## Source data:
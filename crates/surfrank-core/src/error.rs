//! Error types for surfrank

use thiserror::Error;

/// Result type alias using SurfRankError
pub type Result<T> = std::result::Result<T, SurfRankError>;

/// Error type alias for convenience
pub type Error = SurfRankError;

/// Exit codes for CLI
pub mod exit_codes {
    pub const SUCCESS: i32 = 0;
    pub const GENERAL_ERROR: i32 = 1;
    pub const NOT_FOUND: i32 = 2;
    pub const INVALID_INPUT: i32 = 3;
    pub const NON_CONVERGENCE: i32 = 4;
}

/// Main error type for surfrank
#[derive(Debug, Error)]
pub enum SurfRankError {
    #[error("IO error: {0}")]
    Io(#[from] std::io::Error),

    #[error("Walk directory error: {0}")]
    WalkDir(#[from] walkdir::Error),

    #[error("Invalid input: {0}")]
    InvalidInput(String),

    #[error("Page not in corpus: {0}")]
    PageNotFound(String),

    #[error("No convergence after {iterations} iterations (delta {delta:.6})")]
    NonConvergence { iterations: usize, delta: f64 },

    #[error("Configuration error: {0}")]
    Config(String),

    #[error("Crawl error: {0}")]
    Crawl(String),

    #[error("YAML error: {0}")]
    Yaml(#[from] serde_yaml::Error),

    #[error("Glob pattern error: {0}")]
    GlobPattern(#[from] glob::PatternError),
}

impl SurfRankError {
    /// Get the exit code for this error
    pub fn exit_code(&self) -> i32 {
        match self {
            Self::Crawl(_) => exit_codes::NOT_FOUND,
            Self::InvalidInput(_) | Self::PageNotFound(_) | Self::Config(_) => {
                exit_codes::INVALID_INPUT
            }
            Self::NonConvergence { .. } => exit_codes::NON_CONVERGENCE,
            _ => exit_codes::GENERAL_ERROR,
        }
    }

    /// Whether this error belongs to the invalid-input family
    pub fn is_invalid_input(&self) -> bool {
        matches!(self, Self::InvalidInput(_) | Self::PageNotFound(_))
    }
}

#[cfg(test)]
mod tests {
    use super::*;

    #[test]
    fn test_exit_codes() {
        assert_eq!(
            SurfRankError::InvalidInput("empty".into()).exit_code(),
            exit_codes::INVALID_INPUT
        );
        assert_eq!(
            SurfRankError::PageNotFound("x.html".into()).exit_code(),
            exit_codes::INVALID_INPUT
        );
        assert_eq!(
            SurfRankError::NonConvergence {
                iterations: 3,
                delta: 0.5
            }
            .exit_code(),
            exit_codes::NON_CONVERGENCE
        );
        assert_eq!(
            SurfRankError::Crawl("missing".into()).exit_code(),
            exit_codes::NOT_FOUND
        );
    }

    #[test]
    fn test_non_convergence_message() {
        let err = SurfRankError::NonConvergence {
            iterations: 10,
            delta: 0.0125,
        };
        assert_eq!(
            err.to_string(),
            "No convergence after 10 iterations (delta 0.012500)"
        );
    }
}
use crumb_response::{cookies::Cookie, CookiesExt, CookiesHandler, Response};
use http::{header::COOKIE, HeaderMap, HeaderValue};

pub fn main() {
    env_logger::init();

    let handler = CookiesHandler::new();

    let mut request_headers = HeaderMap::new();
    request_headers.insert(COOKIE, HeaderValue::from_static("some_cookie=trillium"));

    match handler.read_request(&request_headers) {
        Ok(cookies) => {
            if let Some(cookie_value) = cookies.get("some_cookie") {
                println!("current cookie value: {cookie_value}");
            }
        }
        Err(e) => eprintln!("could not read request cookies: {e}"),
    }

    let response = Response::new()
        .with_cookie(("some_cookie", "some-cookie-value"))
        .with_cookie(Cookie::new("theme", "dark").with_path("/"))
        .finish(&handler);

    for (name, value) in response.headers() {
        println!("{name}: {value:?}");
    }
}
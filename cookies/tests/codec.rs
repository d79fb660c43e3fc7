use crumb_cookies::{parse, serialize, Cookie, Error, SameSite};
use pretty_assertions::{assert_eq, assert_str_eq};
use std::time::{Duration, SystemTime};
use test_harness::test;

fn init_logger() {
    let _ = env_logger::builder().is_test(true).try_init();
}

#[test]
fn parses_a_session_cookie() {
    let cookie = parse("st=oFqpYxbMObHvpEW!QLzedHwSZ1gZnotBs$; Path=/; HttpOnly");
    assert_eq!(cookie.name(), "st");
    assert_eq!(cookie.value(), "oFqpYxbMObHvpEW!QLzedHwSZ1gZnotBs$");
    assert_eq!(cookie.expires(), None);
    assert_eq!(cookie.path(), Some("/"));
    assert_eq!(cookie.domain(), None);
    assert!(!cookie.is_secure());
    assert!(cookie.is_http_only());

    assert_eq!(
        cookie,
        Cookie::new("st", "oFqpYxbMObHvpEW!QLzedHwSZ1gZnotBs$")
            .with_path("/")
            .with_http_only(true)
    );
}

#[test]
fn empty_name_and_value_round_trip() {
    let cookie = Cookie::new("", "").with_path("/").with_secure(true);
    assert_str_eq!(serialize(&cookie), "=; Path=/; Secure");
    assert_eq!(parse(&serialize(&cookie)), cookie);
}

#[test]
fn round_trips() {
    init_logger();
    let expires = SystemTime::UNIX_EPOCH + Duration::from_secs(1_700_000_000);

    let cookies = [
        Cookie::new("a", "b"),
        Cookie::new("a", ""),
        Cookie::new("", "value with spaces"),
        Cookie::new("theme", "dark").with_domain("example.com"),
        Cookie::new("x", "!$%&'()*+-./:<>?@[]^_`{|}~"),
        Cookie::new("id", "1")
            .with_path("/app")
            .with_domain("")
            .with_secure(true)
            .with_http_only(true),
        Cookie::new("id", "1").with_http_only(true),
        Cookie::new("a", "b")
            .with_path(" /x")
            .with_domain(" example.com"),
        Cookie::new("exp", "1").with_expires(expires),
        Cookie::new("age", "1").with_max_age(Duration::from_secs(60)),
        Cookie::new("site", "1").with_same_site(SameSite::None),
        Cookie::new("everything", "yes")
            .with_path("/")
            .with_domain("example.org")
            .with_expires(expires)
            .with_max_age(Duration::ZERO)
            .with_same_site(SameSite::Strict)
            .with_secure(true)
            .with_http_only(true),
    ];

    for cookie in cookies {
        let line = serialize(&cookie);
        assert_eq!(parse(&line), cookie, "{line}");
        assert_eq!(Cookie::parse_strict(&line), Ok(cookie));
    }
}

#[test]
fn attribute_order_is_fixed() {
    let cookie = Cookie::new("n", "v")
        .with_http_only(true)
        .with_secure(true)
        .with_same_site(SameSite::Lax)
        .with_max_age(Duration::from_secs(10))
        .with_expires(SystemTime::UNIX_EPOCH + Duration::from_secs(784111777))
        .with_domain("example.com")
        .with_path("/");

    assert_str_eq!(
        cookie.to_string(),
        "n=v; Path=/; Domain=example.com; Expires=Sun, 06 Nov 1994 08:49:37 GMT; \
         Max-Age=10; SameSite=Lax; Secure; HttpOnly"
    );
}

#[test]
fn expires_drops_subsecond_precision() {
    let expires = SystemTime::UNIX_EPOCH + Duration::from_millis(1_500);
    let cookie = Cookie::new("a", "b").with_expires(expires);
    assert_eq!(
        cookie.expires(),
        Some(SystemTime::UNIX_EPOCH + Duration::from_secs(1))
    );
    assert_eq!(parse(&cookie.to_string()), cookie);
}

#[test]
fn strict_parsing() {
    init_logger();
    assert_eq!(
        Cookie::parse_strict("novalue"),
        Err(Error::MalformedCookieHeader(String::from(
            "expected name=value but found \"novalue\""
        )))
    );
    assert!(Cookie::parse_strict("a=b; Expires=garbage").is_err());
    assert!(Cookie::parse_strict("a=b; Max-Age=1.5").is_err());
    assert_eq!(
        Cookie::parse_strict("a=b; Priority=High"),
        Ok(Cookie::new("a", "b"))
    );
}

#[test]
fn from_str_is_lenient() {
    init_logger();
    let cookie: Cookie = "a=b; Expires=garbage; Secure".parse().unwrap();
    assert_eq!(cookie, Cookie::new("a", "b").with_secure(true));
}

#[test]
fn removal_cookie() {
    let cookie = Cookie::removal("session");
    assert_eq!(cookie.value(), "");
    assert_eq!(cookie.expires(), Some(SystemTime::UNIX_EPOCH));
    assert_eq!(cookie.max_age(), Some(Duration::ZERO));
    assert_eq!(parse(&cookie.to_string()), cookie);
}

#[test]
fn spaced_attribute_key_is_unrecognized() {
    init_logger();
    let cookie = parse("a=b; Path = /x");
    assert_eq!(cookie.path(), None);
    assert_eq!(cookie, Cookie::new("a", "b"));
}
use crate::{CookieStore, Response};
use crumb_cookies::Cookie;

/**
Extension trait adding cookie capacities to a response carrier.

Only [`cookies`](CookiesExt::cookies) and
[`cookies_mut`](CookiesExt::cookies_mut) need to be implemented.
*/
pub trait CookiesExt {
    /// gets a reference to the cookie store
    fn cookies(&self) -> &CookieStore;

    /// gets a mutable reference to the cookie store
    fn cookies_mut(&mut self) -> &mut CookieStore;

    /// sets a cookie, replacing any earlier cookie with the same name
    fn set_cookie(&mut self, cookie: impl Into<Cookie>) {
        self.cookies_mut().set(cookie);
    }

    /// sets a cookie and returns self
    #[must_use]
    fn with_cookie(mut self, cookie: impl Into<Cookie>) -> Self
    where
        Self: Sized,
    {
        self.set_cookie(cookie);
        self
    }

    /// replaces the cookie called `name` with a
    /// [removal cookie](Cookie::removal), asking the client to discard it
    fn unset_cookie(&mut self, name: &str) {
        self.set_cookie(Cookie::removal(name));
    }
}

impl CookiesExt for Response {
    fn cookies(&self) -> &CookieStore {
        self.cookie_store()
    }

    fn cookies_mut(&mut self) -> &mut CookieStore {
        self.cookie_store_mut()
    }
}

--

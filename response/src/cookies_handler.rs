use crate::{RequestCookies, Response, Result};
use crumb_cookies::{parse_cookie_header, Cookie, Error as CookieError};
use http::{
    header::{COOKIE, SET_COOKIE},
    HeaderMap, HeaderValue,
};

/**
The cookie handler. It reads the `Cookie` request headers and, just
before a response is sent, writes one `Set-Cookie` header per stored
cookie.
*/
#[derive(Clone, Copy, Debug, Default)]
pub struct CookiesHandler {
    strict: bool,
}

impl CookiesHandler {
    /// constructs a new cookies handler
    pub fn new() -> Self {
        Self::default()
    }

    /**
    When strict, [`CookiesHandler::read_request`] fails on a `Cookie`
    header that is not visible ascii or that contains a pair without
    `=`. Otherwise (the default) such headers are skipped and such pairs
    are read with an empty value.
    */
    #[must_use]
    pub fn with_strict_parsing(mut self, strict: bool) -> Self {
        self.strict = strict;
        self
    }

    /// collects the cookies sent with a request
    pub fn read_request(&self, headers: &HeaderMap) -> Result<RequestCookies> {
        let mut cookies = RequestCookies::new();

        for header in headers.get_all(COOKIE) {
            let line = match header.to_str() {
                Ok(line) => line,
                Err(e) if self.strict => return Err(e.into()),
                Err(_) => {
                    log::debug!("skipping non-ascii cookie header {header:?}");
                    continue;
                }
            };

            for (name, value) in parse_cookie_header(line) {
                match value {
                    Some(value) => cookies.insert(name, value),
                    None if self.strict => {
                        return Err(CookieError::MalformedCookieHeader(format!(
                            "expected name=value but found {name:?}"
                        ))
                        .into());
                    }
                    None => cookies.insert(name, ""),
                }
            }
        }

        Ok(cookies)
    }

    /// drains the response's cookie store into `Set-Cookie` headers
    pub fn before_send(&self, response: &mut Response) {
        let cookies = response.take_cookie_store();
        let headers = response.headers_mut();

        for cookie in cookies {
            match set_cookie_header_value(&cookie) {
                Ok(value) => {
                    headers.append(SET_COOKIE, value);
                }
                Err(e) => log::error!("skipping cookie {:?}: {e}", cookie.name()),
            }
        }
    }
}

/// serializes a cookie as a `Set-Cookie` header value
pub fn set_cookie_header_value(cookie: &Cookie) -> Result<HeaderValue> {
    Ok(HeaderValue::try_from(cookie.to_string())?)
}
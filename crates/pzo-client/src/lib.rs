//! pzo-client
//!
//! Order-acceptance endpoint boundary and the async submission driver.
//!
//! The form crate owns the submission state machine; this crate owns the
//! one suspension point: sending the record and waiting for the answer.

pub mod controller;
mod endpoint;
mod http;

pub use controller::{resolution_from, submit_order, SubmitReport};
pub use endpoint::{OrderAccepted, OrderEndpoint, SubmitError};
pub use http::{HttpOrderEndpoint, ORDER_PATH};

==

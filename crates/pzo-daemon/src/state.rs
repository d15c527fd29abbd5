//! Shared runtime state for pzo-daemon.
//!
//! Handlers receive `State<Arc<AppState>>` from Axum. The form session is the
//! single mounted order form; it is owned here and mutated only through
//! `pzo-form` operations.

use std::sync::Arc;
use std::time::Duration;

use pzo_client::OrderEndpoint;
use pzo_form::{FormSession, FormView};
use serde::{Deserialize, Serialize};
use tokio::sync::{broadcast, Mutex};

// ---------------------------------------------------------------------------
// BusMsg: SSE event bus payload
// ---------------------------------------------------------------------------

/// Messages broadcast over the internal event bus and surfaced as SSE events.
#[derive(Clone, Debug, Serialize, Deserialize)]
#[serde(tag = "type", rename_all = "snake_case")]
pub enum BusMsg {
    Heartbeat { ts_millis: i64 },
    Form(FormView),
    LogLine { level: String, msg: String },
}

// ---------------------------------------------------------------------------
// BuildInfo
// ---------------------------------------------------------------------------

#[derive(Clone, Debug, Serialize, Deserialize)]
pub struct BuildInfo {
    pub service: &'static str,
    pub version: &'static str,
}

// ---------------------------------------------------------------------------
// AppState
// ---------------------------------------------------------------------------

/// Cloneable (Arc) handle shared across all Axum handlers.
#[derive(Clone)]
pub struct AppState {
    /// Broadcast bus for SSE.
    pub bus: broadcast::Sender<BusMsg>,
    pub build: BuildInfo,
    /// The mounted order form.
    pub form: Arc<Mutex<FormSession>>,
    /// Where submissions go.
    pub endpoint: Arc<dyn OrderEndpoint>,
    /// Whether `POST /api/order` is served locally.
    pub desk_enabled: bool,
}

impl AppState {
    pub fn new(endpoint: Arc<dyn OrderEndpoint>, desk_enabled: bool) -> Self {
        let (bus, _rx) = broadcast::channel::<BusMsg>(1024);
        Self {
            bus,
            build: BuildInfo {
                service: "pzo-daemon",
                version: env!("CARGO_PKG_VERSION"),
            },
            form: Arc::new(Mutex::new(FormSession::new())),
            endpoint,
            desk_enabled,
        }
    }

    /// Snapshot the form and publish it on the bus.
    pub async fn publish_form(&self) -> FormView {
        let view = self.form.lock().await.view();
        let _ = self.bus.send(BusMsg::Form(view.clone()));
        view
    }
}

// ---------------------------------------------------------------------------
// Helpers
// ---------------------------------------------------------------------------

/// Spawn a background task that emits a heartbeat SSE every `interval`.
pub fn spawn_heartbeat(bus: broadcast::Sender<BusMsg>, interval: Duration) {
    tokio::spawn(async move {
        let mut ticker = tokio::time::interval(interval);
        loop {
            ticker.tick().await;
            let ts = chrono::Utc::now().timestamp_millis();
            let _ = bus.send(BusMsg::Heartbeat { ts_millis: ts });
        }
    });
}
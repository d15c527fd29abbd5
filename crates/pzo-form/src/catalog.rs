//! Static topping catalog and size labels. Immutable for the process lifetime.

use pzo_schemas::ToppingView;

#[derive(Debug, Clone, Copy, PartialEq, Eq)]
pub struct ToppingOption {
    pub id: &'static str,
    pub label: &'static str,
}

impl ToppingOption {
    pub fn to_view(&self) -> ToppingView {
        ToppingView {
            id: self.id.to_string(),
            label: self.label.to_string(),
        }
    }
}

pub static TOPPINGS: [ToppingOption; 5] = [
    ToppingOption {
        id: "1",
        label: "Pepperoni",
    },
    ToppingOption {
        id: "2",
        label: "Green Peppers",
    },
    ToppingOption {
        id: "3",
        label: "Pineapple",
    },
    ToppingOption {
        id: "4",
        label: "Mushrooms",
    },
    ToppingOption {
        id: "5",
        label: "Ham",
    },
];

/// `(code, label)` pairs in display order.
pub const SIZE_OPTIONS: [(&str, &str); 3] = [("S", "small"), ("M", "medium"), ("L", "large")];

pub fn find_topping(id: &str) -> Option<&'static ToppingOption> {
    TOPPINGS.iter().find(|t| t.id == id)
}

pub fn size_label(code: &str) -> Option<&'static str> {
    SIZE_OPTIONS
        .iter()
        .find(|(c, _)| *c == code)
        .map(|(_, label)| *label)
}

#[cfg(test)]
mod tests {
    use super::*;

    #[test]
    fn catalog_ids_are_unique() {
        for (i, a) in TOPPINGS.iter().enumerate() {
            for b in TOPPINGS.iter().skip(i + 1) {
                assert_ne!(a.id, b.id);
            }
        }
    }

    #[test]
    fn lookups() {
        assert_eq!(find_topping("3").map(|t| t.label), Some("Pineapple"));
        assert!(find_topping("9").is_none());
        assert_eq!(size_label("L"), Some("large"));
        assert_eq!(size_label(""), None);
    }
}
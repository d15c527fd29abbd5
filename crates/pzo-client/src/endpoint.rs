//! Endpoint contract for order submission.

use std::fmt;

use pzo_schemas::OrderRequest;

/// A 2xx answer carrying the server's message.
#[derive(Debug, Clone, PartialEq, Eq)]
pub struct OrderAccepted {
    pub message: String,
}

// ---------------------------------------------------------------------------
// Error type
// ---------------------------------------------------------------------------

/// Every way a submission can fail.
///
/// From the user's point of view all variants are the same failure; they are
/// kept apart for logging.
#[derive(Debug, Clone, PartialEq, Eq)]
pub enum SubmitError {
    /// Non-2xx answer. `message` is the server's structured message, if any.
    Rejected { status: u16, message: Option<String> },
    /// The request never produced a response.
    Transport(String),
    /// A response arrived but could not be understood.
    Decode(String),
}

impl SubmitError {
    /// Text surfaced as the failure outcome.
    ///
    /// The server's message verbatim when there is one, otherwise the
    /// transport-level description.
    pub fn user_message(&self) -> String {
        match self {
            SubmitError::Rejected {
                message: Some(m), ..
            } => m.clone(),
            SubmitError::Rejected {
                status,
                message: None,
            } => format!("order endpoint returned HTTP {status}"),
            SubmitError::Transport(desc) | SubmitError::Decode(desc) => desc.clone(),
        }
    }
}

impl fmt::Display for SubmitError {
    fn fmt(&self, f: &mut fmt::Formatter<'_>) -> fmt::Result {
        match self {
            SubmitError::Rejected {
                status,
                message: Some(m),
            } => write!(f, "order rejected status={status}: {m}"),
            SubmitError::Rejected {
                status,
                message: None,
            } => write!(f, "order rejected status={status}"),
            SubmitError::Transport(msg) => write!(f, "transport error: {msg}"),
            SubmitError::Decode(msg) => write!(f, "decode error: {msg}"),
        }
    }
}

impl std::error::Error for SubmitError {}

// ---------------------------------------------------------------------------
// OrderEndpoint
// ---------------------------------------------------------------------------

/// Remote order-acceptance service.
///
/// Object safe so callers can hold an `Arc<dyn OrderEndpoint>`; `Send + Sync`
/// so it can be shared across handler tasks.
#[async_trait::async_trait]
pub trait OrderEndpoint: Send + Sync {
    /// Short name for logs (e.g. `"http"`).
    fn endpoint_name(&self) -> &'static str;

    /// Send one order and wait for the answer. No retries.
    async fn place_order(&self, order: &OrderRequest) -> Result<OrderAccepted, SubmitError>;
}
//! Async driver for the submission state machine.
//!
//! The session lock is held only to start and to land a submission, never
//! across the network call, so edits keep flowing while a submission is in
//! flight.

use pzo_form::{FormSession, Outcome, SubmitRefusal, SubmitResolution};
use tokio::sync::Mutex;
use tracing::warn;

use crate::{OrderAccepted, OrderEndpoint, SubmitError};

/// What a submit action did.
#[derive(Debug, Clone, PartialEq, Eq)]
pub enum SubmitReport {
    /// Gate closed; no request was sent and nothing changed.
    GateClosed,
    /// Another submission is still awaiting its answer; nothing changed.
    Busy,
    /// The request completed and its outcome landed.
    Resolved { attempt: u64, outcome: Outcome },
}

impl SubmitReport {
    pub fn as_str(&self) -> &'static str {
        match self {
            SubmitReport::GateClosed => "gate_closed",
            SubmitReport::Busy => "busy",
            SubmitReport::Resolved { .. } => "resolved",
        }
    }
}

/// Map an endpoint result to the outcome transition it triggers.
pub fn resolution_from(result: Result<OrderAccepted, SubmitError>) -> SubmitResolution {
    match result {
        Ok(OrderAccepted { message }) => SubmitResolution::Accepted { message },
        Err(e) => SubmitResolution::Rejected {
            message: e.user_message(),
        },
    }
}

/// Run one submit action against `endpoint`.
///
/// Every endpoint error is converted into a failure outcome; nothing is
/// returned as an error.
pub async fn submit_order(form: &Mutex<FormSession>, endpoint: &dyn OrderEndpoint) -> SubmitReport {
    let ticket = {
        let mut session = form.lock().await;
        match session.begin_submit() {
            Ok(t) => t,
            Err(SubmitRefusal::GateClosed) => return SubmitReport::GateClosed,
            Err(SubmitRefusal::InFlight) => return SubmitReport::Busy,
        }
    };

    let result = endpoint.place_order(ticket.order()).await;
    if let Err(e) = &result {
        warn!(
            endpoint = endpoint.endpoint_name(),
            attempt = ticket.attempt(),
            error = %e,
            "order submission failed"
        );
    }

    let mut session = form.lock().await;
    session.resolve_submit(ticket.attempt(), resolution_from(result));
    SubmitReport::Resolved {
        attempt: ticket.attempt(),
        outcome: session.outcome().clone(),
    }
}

## Task objective:
Reproduce exactly the entries above, limited to the lines from the one with "let view = self.form.lock().await.view();" through the one with "ticker.tick().await;", both included.

## Reply to the task:
        let view = self.form.lock().await.view();
        let _ = self.bus.send(BusMsg::Form(view.clone()));
        view
    }
}

// ---------------------------------------------------------------------------
// Helpers
// ---------------------------------------------------------------------------

/// Spawn a background task that emits a heartbeat SSE every `interval`.
pub fn spawn_heartbeat(bus: broadcast::Sender<BusMsg>, interval: Duration) {
    tokio::spawn(async move {
        let mut ticker = tokio::time::interval(interval);
        loop {
            ticker.tick().await;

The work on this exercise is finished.